The truth is we don’t know what we don’t know. And that’s as good reason as any not to teach what we don’t know as fact to kids forced to attend government schools. There are many good arguments against government education, but the fact that so many turn into state-sponsored propaganda mills and miseducation camps is the best reason of all.
This whole paragraph is just funny. It almost refutes itself.
Some of the very brightest people in the world today disbelieve in the theory of evolution. Some of the very brightest people throughout history have believed the world was created – men like Sir Isaac Newton, Copernicus and Maury. Why is it so vital to the new gods of scientific correctness that every schoolkid in America be taught only – I repeat, only – their theories of the universe and the origins of man?
And he finishes up with the ever popular argumentum ad verecundiam or appeal to authority fallacy. The fact that some of the brightest people in the world disbelieve in the Theory of Evolution, both today and throughout history, is only really relevant if those people are likely to hold an informed opinion on the issue. Being intelligent, or “bright,” is no guarantee that your conclusions and beliefs will be correct. Let’s take the aforementioned Sir Isaac Newton for example:
There is no disputing that Sir Isaac Newton was one of the most influential scientists who has ever drawn breath and his impact on the fields of astronomy, physics, and mathematics is nothing short of revolutionary. What is lesser known is the fact that he was also an alchemist of the Hermetic tradition—that is, he believed that the body of knowledge of alchemy originated in the ancient past and was given to mankind by supernatural agents—and he devoted a good portion of his time and energy to experiments dealing with alchemy. By the time of his death he had written over a million words on the subject and although none of his experiments in alchemy are known to have been successful he maintained a belief in the reality of alchemy to the very end. Today you’d be hard pressed to find a scientist of any significant standing who is likely to express much of belief in the validity of alchemy as a science. Newton was clearly of superior intellect in many ways, but that didn’t prevent him from being completely wrong about the validity of alchemy.

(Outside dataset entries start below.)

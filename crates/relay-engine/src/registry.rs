//! Session id → delivery channel registry.
//!
//! Each entry owns one bounded mpsc channel. Entries are stored in a sharded
//! `DashMap`, so operations on unrelated sessions never contend on a global
//! lock while operations on the same id are linearized by its shard.

use std::sync::atomic::{AtomicU64, Ordering};
use std::time::Duration;

use dashmap::DashMap;
use parking_lot::Mutex;
use tokio::sync::mpsc;
use tokio::time::Instant;
use tokio_util::sync::CancellationToken;
use tracing::debug;

use relay_core::{DeliveryPayload, RelayError, SessionId};

pub const DEFAULT_CHANNEL_CAPACITY: usize = 256;

/// Result of a push attempt. Failure is an expected outcome, not an error.
#[derive(Clone, Copy, Debug, PartialEq, Eq)]
pub enum DeliveryOutcome {
    Delivered,
    /// Queue stayed full for the whole push timeout.
    Full,
    /// Channel was deregistered or replaced.
    Closed,
}

impl DeliveryOutcome {
    pub fn as_str(self) -> &'static str {
        match self {
            Self::Delivered => "delivered",
            Self::Full => "full",
            Self::Closed => "closed",
        }
    }

    pub fn into_result(self, session_id: &SessionId) -> Result<(), RelayError> {
        match self {
            Self::Delivered => Ok(()),
            other => Err(RelayError::ChannelUnavailable {
                session_id: session_id.to_string(),
                reason: other.as_str().to_string(),
            }),
        }
    }
}

/// Receiver held for a channel nobody is streaming from yet.
struct Parked {
    _rx: mpsc::Receiver<DeliveryPayload>,
    since: Instant,
}

struct ChannelEntry {
    generation: u64,
    tx: mpsc::Sender<DeliveryPayload>,
    closed: CancellationToken,
    parked: Mutex<Option<Parked>>,
}

impl ChannelEntry {
    fn is_parked(&self) -> bool {
        self.parked.lock().is_some()
    }

    fn parked_longer_than(&self, max_age: Duration, now: Instant) -> bool {
        self.parked
            .lock()
            .as_ref()
            .is_some_and(|p| now.saturating_duration_since(p.since) >= max_age)
    }
}

impl Drop for ChannelEntry {
    fn drop(&mut self) {
        self.closed.cancel();
    }
}

/// Push side of a registered channel.
#[derive(Clone, Debug)]
pub struct ChannelHandle {
    session_id: SessionId,
    generation: u64,
    tx: mpsc::Sender<DeliveryPayload>,
    closed: CancellationToken,
}

impl ChannelHandle {
    pub fn session_id(&self) -> &SessionId {
        &self.session_id
    }

    pub fn generation(&self) -> u64 {
        self.generation
    }

    /// Enqueue, waiting up to `timeout` for room.
    pub async fn push(&self, payload: DeliveryPayload, timeout: Duration) -> DeliveryOutcome {
        if self.closed.is_cancelled() {
            return DeliveryOutcome::Closed;
        }
        tokio::select! {
            biased;
            _ = self.closed.cancelled() => DeliveryOutcome::Closed,
            sent = self.tx.send_timeout(payload, timeout) => match sent {
                Ok(()) => DeliveryOutcome::Delivered,
                Err(mpsc::error::SendTimeoutError::Timeout(_)) => DeliveryOutcome::Full,
                Err(mpsc::error::SendTimeoutError::Closed(_)) => DeliveryOutcome::Closed,
            },
        }
    }

    /// Enqueue without waiting.
    pub fn try_push(&self, payload: DeliveryPayload) -> DeliveryOutcome {
        if self.closed.is_cancelled() {
            return DeliveryOutcome::Closed;
        }
        match self.tx.try_send(payload) {
            Ok(()) => DeliveryOutcome::Delivered,
            Err(mpsc::error::TrySendError::Full(_)) => DeliveryOutcome::Full,
            Err(mpsc::error::TrySendError::Closed(_)) => DeliveryOutcome::Closed,
        }
    }
}

/// Receive side of a registered channel, owned by one stream.
pub struct Subscription {
    session_id: SessionId,
    generation: u64,
    pub(crate) rx: mpsc::Receiver<DeliveryPayload>,
    pub(crate) closed: CancellationToken,
    handle: ChannelHandle,
}

impl Subscription {
    pub fn session_id(&self) -> &SessionId {
        &self.session_id
    }

    pub fn generation(&self) -> u64 {
        self.generation
    }

    /// Push handle for the same channel.
    pub fn handle(&self) -> ChannelHandle {
        self.handle.clone()
    }

    /// Whether the registry has dropped this channel.
    pub fn is_detached(&self) -> bool {
        self.closed.is_cancelled()
    }

    /// Pop an already-queued item without waiting.
    pub fn try_recv(&mut self) -> Option<DeliveryPayload> {
        self.rx.try_recv().ok()
    }
}

/// Registry of delivery channels, at most one per session.
pub struct SessionRegistry {
    channels: DashMap<SessionId, ChannelEntry>,
    capacity: usize,
    next_generation: AtomicU64,
}

impl Default for SessionRegistry {
    fn default() -> Self {
        Self::new(DEFAULT_CHANNEL_CAPACITY)
    }
}

impl SessionRegistry {
    pub fn new(capacity: usize) -> Self {
        Self {
            channels: DashMap::new(),
            capacity: capacity.max(1),
            next_generation: AtomicU64::new(1),
        }
    }

    fn create(
        &self,
        session_id: &SessionId,
    ) -> (ChannelEntry, ChannelHandle, mpsc::Receiver<DeliveryPayload>) {
        let generation = self.next_generation.fetch_add(1, Ordering::Relaxed);
        let (tx, rx) = mpsc::channel(self.capacity);
        let closed = CancellationToken::new();
        let handle = ChannelHandle {
            session_id: session_id.clone(),
            generation,
            tx: tx.clone(),
            closed: closed.clone(),
        };
        let entry = ChannelEntry {
            generation,
            tx,
            closed,
            parked: Mutex::new(None),
        };
        (entry, handle, rx)
    }

    fn install(&self, session_id: &SessionId, entry: ChannelEntry) {
        let generation = entry.generation;
        if let Some(previous) = self.channels.insert(session_id.clone(), entry) {
            debug!(
                session_id = %session_id,
                replaced = previous.generation,
                generation,
                "replaced delivery channel"
            );
        }
    }

    /// Create the channel for `session_id`, replacing any existing one.
    /// The replaced channel is closed and its unread items are dropped.
    pub fn register(&self, session_id: &SessionId) -> Subscription {
        let (entry, handle, rx) = self.create(session_id);
        let subscription = Subscription {
            session_id: session_id.clone(),
            generation: entry.generation,
            rx,
            closed: entry.closed.clone(),
            handle,
        };
        self.install(session_id, entry);
        subscription
    }

    /// Register a channel whose receiver stays inside the registry until a
    /// stream replaces it or it expires.
    pub fn register_parked(&self, session_id: &SessionId) -> ChannelHandle {
        let (entry, handle, rx) = self.create(session_id);
        *entry.parked.lock() = Some(Parked {
            _rx: rx,
            since: Instant::now(),
        });
        self.install(session_id, entry);
        handle
    }

    pub fn lookup(&self, session_id: &SessionId) -> Option<ChannelHandle> {
        self.channels.get(session_id).map(|entry| ChannelHandle {
            session_id: session_id.clone(),
            generation: entry.generation,
            tx: entry.tx.clone(),
            closed: entry.closed.clone(),
        })
    }

    /// Remove and close the channel. Idempotent.
    pub fn deregister(&self, session_id: &SessionId) -> bool {
        self.channels.remove(session_id).is_some()
    }

    /// Remove the channel only if it is still the given registration.
    pub fn deregister_generation(&self, session_id: &SessionId, generation: u64) -> bool {
        self.channels
            .remove_if(session_id, |_, entry| entry.generation == generation)
            .is_some()
    }

    pub fn is_registered(&self, session_id: &SessionId) -> bool {
        self.channels.contains_key(session_id)
    }

    /// Registered and claimed by a stream.
    pub fn is_streaming(&self, session_id: &SessionId) -> bool {
        self.channels
            .get(session_id)
            .is_some_and(|entry| !entry.is_parked())
    }

    /// Ids with a stream attached, in no particular order.
    pub fn active_sessions(&self) -> Vec<SessionId> {
        self.channels
            .iter()
            .filter(|entry| !entry.is_parked())
            .map(|entry| entry.key().clone())
            .collect()
    }

    /// Drop parked channels that no stream claimed within `max_age`.
    /// Returns the ids removed.
    pub fn expire_parked(&self, max_age: Duration) -> Vec<SessionId> {
        let now = Instant::now();
        let mut expired = Vec::new();
        self.channels.retain(|session_id, entry| {
            let stale = entry.parked_longer_than(max_age, now);
            if stale {
                expired.push(session_id.clone());
            }
            !stale
        });
        if !expired.is_empty() {
            debug!(count = expired.len(), "expired parked channels");
        }
        expired
    }

    /// All registered channels, parked ones included.
    pub fn count(&self) -> usize {
        self.channels.len()
    }

    /// Channels with a stream attached.
    pub fn streaming_count(&self) -> usize {
        self.channels.iter().filter(|entry| !entry.is_parked()).count()
    }

    pub fn parked_count(&self) -> usize {
        self.channels.iter().filter(|entry| entry.is_parked()).count()
    }
}
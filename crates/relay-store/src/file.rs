//! One JSON document per session under a data directory.
//!
//! Layout of `<dir>/<session_id>.json`:
//! `{"sessionId": ..., "messages": [...], "lastUpdated": ...}`.
//! Writes go to a temporary sibling and are renamed into place, so readers
//! never see a half-written document.

use std::path::{Path, PathBuf};

use chrono::{DateTime, Utc};
use serde::{Deserialize, Serialize};
use tracing::{debug, instrument};

use relay_core::{Message, SessionId};

use crate::error::StoreError;
use crate::history::{HistoryStore, SessionLocks};

const EXTENSION: &str = "json";

#[derive(Debug, Serialize, Deserialize)]
#[serde(rename_all = "camelCase")]
struct ChatDocument {
    session_id: SessionId,
    messages: Vec<Message>,
    #[serde(deserialize_with = "relay_core::time::deserialize")]
    last_updated: DateTime<Utc>,
}

pub struct JsonFileHistoryStore {
    dir: PathBuf,
    locks: SessionLocks,
}

impl JsonFileHistoryStore {
    /// Open (creating if needed) a history directory.
    pub fn open(dir: impl Into<PathBuf>) -> Result<Self, StoreError> {
        let dir = dir.into();
        std::fs::create_dir_all(&dir).map_err(|e| StoreError::Io(format!("create dir: {e}")))?;
        Ok(Self {
            dir,
            locks: SessionLocks::new(),
        })
    }

    fn document_path(&self, session_id: &SessionId) -> Result<PathBuf, StoreError> {
        validate_key(session_id.as_str())?;
        Ok(self.dir.join(format!("{session_id}.{EXTENSION}")))
    }

    fn load(path: &Path) -> Result<Option<ChatDocument>, StoreError> {
        match std::fs::read(path) {
            Ok(bytes) => Ok(Some(serde_json::from_slice(&bytes)?)),
            Err(e) if e.kind() == std::io::ErrorKind::NotFound => Ok(None),
            Err(e) => Err(e.into()),
        }
    }

    /// Read-modify-write under the session lock. Returns the new length.
    fn append_locked(
        path: &Path,
        session_id: &SessionId,
        message: &Message,
    ) -> Result<usize, StoreError> {
        let mut doc = Self::load(path)?.unwrap_or_else(|| ChatDocument {
            session_id: session_id.clone(),
            messages: Vec::new(),
            last_updated: Utc::now(),
        });
        doc.messages.push(message.clone());
        doc.last_updated = Utc::now();
        Self::store(path, &doc)?;
        Ok(doc.messages.len())
    }

    fn store(path: &Path, doc: &ChatDocument) -> Result<(), StoreError> {
        let tmp = path.with_extension(format!("{EXTENSION}.tmp"));
        let bytes = serde_json::to_vec_pretty(doc)?;
        std::fs::write(&tmp, bytes)?;
        std::fs::rename(&tmp, path)?;
        Ok(())
    }
}

/// Session ids become file names; reject anything that could leave the
/// directory or collide with temp files.
fn validate_key(key: &str) -> Result<(), StoreError> {
    let ok = !key.is_empty()
        && key.len() <= 200
        && !key.starts_with('.')
        && key
            .chars()
            .all(|c| c.is_ascii_alphanumeric() || matches!(c, '-' | '_' | '.'));
    if ok {
        Ok(())
    } else {
        Err(StoreError::InvalidKey(key.to_string()))
    }
}

impl HistoryStore for JsonFileHistoryStore {
    #[instrument(skip(self, message), fields(session_id = %session_id, message_id = %message.id()))]
    fn append(&self, session_id: &SessionId, message: &Message) -> Result<(), StoreError> {
        let path = self.document_path(session_id)?;
        let saved = {
            let lock = self.locks.get(session_id);
            let _guard = lock.lock();
            Self::append_locked(&path, session_id, message)
        };
        self.locks.release(session_id);

        let count = saved?;
        debug!(count, "chat message saved");
        Ok(())
    }

    #[instrument(skip(self), fields(session_id = %session_id))]
    fn read_all(&self, session_id: &SessionId) -> Result<Vec<Message>, StoreError> {
        let path = self.document_path(session_id)?;
        let loaded = {
            let lock = self.locks.get(session_id);
            let _guard = lock.lock();
            Self::load(&path)
        };
        self.locks.release(session_id);

        Ok(loaded?.map(|doc| doc.messages).unwrap_or_default())
    }

    #[instrument(skip(self), fields(session_id = %session_id))]
    fn delete(&self, session_id: &SessionId) -> Result<bool, StoreError> {
        let path = self.document_path(session_id)?;
        let removed = {
            let lock = self.locks.get(session_id);
            let _guard = lock.lock();
            match std::fs::remove_file(&path) {
                Ok(()) => true,
                Err(e) if e.kind() == std::io::ErrorKind::NotFound => false,
                Err(e) => return Err(e.into()),
            }
        };
        self.locks.release(session_id);
        Ok(removed)
    }

    fn list_sessions(&self) -> Result<Vec<SessionId>, StoreError> {
        let mut ids = Vec::new();
        for entry in std::fs::read_dir(&self.dir)? {
            let path = entry?.path();
            if path.extension().and_then(|e| e.to_str()) != Some(EXTENSION) {
                continue;
            }
            if let Some(stem) = path.file_stem().and_then(|s| s.to_str()) {
                ids.push(SessionId::from_raw(stem));
            }
        }
        ids.sort();
        Ok(ids)
    }
}
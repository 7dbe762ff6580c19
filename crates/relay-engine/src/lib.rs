//! Session-scoped event delivery: channel registry, background producer,
//! per-connection stream loop and the coordinator that ties them together.

pub mod config;
pub mod coordinator;
pub mod producer;
pub mod registry;
pub mod stream;

pub use config::EngineConfig;
pub use coordinator::{
    start_parked_sweeper, OpenedSession, SessionCoordinator, SessionOverview, SubmitReceipt,
};
pub use producer::{
    FixedJobSizer, JobOutcome, JobReport, JobSizer, Producer, ProducerJob, RandomJobSizer,
};
pub use registry::{ChannelHandle, DeliveryOutcome, SessionRegistry, Subscription};
pub use stream::{CloseHook, EventStream, StreamState};
//! Timestamp parsing for persisted documents.
//!
//! History written by older servers carries ISO-8601 timestamps without an
//! offset (`2025-07-01T12:34:56.123456`). Those are read as UTC.

use chrono::{DateTime, NaiveDateTime, Utc};
use serde::{Deserialize, Deserializer};

/// Parse RFC 3339, falling back to an offset-less ISO-8601 timestamp.
pub fn parse_timestamp(raw: &str) -> Option<DateTime<Utc>> {
    if let Ok(dt) = DateTime::parse_from_rfc3339(raw) {
        return Some(dt.with_timezone(&Utc));
    }
    NaiveDateTime::parse_from_str(raw, "%Y-%m-%dT%H:%M:%S%.f")
        .ok()
        .map(|naive| naive.and_utc())
}

/// `deserialize_with` adapter for [`parse_timestamp`].
pub fn deserialize<'de, D>(deserializer: D) -> Result<DateTime<Utc>, D::Error>
where
    D: Deserializer<'de>,
{
    let raw = String::deserialize(deserializer)?;
    parse_timestamp(&raw)
        .ok_or_else(|| serde::de::Error::custom(format!("invalid timestamp: {raw}")))
}
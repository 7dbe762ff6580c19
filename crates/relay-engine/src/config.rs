use std::time::Duration;

use crate::registry::DEFAULT_CHANNEL_CAPACITY;

/// Tunables for delivery, pacing and session lifetime.
#[derive(Clone, Debug)]
pub struct EngineConfig {
    /// Delay before each produced response.
    pub pacing_interval: Duration,
    /// How long a stream waits for an item before emitting a heartbeat.
    pub idle_timeout: Duration,
    /// How long a push may wait for room in a full channel.
    pub push_timeout: Duration,
    pub channel_capacity: usize,
    /// Drop in-memory session state when its stream closes.
    pub release_state_on_detach: bool,
    /// How long a new session's parked channel waits for a stream before
    /// it is dropped.
    pub parked_ttl: Duration,
    /// Inclusive bounds for the number of responses per user message.
    pub min_responses: u32,
    pub max_responses: u32,
}

impl Default for EngineConfig {
    fn default() -> Self {
        Self {
            pacing_interval: Duration::from_millis(500),
            idle_timeout: Duration::from_secs(30),
            push_timeout: Duration::from_secs(1),
            channel_capacity: DEFAULT_CHANNEL_CAPACITY,
            release_state_on_detach: true,
            parked_ttl: Duration::from_secs(300),
            min_responses: 1,
            max_responses: 10,
        }
    }
}

#[cfg(test)]
mod tests {
    use super::*;

    #[test]
    fn defaults() {
        let c = EngineConfig::default();
        assert_eq!(c.pacing_interval, Duration::from_millis(500));
        assert_eq!(c.idle_timeout, Duration::from_secs(30));
        assert_eq!(c.channel_capacity, 256);
        assert_eq!((c.min_responses, c.max_responses), (1, 10));
        assert!(c.release_state_on_detach);
        assert_eq!(c.parked_ttl, Duration::from_secs(300));
    }
}
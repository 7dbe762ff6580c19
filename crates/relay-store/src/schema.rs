/// SQL DDL for the history database.
/// WAL mode enabled at connection time.
pub const SCHEMA_VERSION: u32 = 1;

pub const CREATE_TABLES: &str = r#"
CREATE TABLE IF NOT EXISTS messages (
    id TEXT PRIMARY KEY,
    session_id TEXT NOT NULL,
    sequence INTEGER NOT NULL,
    kind TEXT NOT NULL,
    content TEXT NOT NULL,
    timestamp TEXT NOT NULL,
    UNIQUE (session_id, sequence)
);

CREATE INDEX IF NOT EXISTS idx_messages_session_seq ON messages(session_id, sequence);

CREATE TABLE IF NOT EXISTS schema_version (
    version INTEGER NOT NULL
);
"#;

pub const PRAGMAS: &str = r#"
PRAGMA journal_mode = WAL;
PRAGMA busy_timeout = 5000;
PRAGMA synchronous = NORMAL;
"#;
//! # relay
//!
//! Session-scoped chat relay: wires the history store, session coordinator
//! and HTTP/SSE server together.

use std::path::{Path, PathBuf};
use std::sync::Arc;
use std::time::Duration;

use anyhow::{Context, Result};
use clap::{Parser, ValueEnum};
use relay_engine::{EngineConfig, SessionCoordinator};
use relay_server::ServerConfig;
use relay_store::{Database, HistoryStore, JsonFileHistoryStore, SqliteHistoryStore};
use relay_telemetry::{LogFormat, TelemetryConfig};

#[derive(Clone, Copy, Debug, ValueEnum)]
enum StoreBackend {
    Sqlite,
    Json,
}

/// Relay server.
#[derive(Parser, Debug)]
#[command(name = "relay", about = "Session-scoped chat relay over SSE")]
struct Cli {
    /// Host to bind.
    #[arg(long, env = "RELAY_HOST", default_value = "0.0.0.0")]
    host: String,

    /// Port to bind (0 for auto-assign).
    #[arg(long, env = "RELAY_PORT", default_value_t = 22041)]
    port: u16,

    /// Directory for history and log databases.
    #[arg(long, env = "RELAY_DATA_DIR", default_value = "relay-data")]
    data_dir: PathBuf,

    #[arg(long, env = "RELAY_STORE", value_enum, default_value_t = StoreBackend::Sqlite)]
    store: StoreBackend,

    #[arg(long, env = "RELAY_LOG_LEVEL", default_value = "info")]
    log_level: tracing::Level,

    /// `json` or `pretty`.
    #[arg(long, env = "RELAY_LOG_FORMAT", default_value = "json")]
    log_format: LogFormat,

    /// Persist warn+ logs to `<data-dir>/logs.db`.
    #[arg(long, env = "RELAY_LOG_TO_SQLITE")]
    log_to_sqlite: bool,

    /// Idle seconds before a stream emits a heartbeat.
    #[arg(long, env = "RELAY_HEARTBEAT_SECS", default_value_t = 30)]
    heartbeat_secs: u64,

    /// Delay between produced responses.
    #[arg(long, env = "RELAY_PACING_MS", default_value_t = 500)]
    pacing_ms: u64,

    #[arg(long, env = "RELAY_MIN_RESPONSES", default_value_t = 1)]
    min_responses: u32,

    #[arg(long, env = "RELAY_MAX_RESPONSES", default_value_t = 10)]
    max_responses: u32,

    /// Keep in-memory session state after its stream closes.
    #[arg(long, env = "RELAY_KEEP_STATE_ON_DETACH")]
    keep_state_on_detach: bool,
}

impl Cli {
    fn telemetry_config(&self) -> TelemetryConfig {
        TelemetryConfig {
            log_level: self.log_level,
            format: self.log_format,
            log_to_sqlite: self.log_to_sqlite,
            log_db_path: self.data_dir.join("logs.db"),
            ..TelemetryConfig::default()
        }
    }

    fn engine_config(&self) -> EngineConfig {
        EngineConfig {
            pacing_interval: Duration::from_millis(self.pacing_ms),
            idle_timeout: Duration::from_secs(self.heartbeat_secs.max(1)),
            release_state_on_detach: !self.keep_state_on_detach,
            min_responses: self.min_responses,
            max_responses: self.max_responses,
            ..EngineConfig::default()
        }
    }

    fn server_config(&self) -> ServerConfig {
        ServerConfig {
            host: self.host.clone(),
            port: self.port,
        }
    }
}

fn open_history(backend: StoreBackend, data_dir: &Path) -> Result<Arc<dyn HistoryStore>> {
    match backend {
        StoreBackend::Sqlite => {
            let path = data_dir.join("history.db");
            let db = Database::open(&path)
                .with_context(|| format!("Failed to open history database: {}", path.display()))?;
            tracing::info!(path = %path.display(), "history database opened");
            Ok(Arc::new(SqliteHistoryStore::new(db)))
        }
        StoreBackend::Json => {
            let dir = data_dir.join("chat_history");
            let store = JsonFileHistoryStore::open(&dir)
                .with_context(|| format!("Failed to open history directory: {}", dir.display()))?;
            tracing::info!(dir = %dir.display(), "json history directory opened");
            Ok(Arc::new(store))
        }
    }
}

#[tokio::main]
async fn main() -> Result<()> {
    let cli = Cli::parse();
    std::fs::create_dir_all(&cli.data_dir)
        .with_context(|| format!("Failed to create directory: {}", cli.data_dir.display()))?;

    let _telemetry = relay_telemetry::init_telemetry(cli.telemetry_config());
    tracing::info!(store = ?cli.store, "starting relay server");

    let history = open_history(cli.store, &cli.data_dir)?;
    let coordinator = Arc::new(SessionCoordinator::new(cli.engine_config(), history));

    let handle = relay_server::start(cli.server_config(), coordinator)
        .await
        .context("Failed to start server")?;
    tracing::info!(port = handle.port, "relay server ready");

    tokio::signal::ctrl_c()
        .await
        .context("Failed to listen for ctrl+c")?;

    tracing::info!("shutting down");
    handle.shutdown(Duration::from_secs(5)).await;
    Ok(())
}

#[cfg(test)]
mod tests {
    use super::*;

    #[test]
    fn defaults_match_engine_defaults() {
        let cli = Cli::parse_from(["relay"]);
        assert_eq!(cli.port, 22041);
        let engine = cli.engine_config();
        assert_eq!(engine.pacing_interval, Duration::from_millis(500));
        assert_eq!(engine.idle_timeout, Duration::from_secs(30));
        assert!(engine.release_state_on_detach);
    }

    #[test]
    fn flags_override_defaults() {
        let cli = Cli::parse_from([
            "relay",
            "--port",
            "9000",
            "--store",
            "json",
            "--log-format",
            "pretty",
            "--pacing-ms",
            "20",
            "--keep-state-on-detach",
        ]);
        assert_eq!(cli.server_config().port, 9000);
        assert!(matches!(cli.store, StoreBackend::Json));
        assert_eq!(cli.log_format, LogFormat::Pretty);
        assert_eq!(cli.engine_config().pacing_interval, Duration::from_millis(20));
        assert!(!cli.engine_config().release_state_on_detach);
    }
}
/// Error taxonomy shared by the delivery core and its boundary.
#[derive(Clone, Debug, PartialEq, Eq, thiserror::Error)]
pub enum RelayError {
    /// Operation needs in-memory session state that does not exist.
    #[error("session not found: {0}")]
    NotFound(String),

    /// Push against a deregistered or saturated channel.
    #[error("channel unavailable for {session_id}: {reason}")]
    ChannelUnavailable { session_id: String, reason: String },

    #[error("persistence failure: {0}")]
    PersistenceFailure(String),

    /// Missing or invalid input at the boundary. Nothing was mutated.
    #[error("malformed request: {0}")]
    MalformedRequest(String),
}

impl RelayError {
    /// Short classification string for logging and response bodies.
    pub fn kind(&self) -> &'static str {
        match self {
            Self::NotFound(_) => "not_found",
            Self::ChannelUnavailable { .. } => "channel_unavailable",
            Self::PersistenceFailure(_) => "persistence_failure",
            Self::MalformedRequest(_) => "malformed_request",
        }
    }

    pub fn is_client_error(&self) -> bool {
        matches!(self, Self::NotFound(_) | Self::MalformedRequest(_))
    }
}

#[cfg(test)]
mod tests {
    use super::*;

    #[test]
    fn kind_strings() {
        assert_eq!(RelayError::NotFound("s".into()).kind(), "not_found");
        assert_eq!(
            RelayError::ChannelUnavailable {
                session_id: "s".into(),
                reason: "closed".into()
            }
            .kind(),
            "channel_unavailable"
        );
        assert_eq!(RelayError::PersistenceFailure("io".into()).kind(), "persistence_failure");
        assert_eq!(RelayError::MalformedRequest("x".into()).kind(), "malformed_request");
    }

    #[test]
    fn client_error_classification() {
        assert!(RelayError::MalformedRequest("missing message".into()).is_client_error());
        assert!(RelayError::NotFound("s".into()).is_client_error());
        assert!(!RelayError::PersistenceFailure("disk full".into()).is_client_error());
    }

    #[test]
    fn display_includes_detail() {
        let e = RelayError::ChannelUnavailable {
            session_id: "sess_1".into(),
            reason: "queue full".into(),
        };
        assert_eq!(e.to_string(), "channel unavailable for sess_1: queue full");
    }
}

The fact that Newton, Copernicus, Maury and many other great thinkers throughout history accepted the idea that he world was created by a God or other supernatural agent doesn’t in itself prove anything other than some great thinkers have believed this particular idea to be true. Just as many other great thinkers over the years have believed the opposite. For every Sir Isaac Newton that Joseph can name I can probably counter with an Albert Einstein.
Joseph’s last question might be reasonable if any of the “alternative theories” on the origins of the Universe and mankind happened to be as equally valid as what is currently being taught in schools, but the problem of course is that they aren’t as equally valid. Despite his insistence to the contrary, there is plenty of evidence in support of the Theory of Evolution that has been documented over the years as the theory has progressed. Joseph’s denial of this fact is necessary so he can pull Evolution down to the same level as the “alternative” theories he’d like to see taught in schools which really don’t have a single shred of evidence in support of them. His whole argument is based on trying to show that Evolution has no more weight behind it than any other viewpoint as opposed to trying to prove that the “alternative” theories have any basis at all outside of faith or are in any way scientifically valid. Joseph knows that’s not possible so he resorts to logical fallacies and trying to associate the opposition with unpopular groups in an effort to cover-up the shortcomings of the viewpoint he wishes to promote.